(Collected data)
══════

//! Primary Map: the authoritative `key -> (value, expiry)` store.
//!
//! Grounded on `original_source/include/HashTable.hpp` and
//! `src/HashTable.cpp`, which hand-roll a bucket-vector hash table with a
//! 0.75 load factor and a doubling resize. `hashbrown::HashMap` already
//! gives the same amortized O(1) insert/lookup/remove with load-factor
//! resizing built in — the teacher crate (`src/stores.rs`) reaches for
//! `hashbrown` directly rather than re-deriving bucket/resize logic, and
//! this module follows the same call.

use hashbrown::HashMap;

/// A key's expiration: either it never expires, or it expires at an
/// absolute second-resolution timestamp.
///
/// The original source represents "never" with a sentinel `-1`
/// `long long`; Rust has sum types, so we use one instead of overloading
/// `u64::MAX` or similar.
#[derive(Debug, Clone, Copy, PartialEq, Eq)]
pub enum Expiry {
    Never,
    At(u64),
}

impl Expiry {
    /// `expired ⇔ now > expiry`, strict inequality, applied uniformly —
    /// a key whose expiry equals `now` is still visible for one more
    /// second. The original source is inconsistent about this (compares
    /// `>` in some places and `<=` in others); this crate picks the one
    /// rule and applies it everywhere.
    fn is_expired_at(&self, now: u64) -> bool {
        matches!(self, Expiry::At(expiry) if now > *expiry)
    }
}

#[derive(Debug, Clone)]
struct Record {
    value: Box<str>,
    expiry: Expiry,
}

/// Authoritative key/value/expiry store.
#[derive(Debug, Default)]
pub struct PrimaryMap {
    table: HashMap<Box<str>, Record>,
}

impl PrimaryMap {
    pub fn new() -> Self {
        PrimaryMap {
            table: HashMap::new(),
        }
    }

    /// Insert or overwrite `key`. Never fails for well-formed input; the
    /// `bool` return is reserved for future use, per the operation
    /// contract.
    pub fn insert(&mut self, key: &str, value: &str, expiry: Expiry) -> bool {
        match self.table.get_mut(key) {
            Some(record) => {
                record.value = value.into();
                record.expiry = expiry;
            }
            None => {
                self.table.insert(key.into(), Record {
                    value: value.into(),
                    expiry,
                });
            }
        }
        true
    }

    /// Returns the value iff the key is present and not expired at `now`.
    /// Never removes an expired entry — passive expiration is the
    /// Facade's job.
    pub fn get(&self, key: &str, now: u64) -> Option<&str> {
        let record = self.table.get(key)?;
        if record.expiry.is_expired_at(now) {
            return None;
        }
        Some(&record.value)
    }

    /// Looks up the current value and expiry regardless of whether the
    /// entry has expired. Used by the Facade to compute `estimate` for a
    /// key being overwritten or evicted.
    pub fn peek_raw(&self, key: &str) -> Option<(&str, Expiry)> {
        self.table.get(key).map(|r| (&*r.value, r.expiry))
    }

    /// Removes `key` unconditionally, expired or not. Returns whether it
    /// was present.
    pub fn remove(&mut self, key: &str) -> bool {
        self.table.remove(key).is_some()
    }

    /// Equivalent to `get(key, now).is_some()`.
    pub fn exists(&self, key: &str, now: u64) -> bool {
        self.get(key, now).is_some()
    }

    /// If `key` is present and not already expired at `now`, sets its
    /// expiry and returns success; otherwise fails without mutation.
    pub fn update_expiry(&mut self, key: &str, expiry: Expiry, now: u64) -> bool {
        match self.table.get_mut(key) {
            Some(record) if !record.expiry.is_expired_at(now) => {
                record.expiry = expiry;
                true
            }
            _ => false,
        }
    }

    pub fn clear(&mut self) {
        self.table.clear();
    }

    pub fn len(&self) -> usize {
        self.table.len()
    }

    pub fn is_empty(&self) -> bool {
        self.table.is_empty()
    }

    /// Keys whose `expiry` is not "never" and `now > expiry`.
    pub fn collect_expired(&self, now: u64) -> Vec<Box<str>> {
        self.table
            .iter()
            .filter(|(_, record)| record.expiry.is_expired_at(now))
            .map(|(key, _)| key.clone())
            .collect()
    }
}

══════

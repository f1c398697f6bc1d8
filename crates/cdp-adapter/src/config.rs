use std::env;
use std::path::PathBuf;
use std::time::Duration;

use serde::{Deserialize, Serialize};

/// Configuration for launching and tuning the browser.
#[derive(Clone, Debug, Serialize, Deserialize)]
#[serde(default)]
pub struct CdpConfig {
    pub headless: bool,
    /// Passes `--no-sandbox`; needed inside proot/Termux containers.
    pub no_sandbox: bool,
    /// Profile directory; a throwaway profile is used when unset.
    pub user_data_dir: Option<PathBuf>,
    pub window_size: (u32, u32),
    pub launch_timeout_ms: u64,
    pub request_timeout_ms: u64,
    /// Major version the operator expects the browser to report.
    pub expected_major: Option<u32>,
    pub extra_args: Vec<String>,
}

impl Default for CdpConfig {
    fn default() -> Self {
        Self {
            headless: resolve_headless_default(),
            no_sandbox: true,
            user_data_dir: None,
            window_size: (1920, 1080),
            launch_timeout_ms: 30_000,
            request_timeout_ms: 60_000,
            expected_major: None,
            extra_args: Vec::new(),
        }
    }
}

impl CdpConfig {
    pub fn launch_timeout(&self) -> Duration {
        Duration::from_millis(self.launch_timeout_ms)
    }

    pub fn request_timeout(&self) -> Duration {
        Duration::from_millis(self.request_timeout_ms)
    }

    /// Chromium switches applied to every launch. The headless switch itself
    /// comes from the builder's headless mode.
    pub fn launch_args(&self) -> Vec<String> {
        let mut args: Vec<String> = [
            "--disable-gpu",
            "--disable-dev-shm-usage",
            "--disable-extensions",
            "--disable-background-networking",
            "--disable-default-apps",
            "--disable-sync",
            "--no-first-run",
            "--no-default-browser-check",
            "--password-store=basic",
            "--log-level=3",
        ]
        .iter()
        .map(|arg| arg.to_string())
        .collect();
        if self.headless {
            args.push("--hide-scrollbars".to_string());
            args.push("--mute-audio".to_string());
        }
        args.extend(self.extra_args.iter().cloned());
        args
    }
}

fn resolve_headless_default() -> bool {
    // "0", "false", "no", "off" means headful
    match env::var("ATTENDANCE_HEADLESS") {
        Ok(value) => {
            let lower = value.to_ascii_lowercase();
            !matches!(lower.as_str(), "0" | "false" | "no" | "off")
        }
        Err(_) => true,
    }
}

══════

* _What the task asks_
Copy every line in the records above that contains the word "fails".

* _Exercise response_
    /// Insert or overwrite `key`. Never fails for well-formed input; the
    /// expiry and returns success; otherwise fails without mutation.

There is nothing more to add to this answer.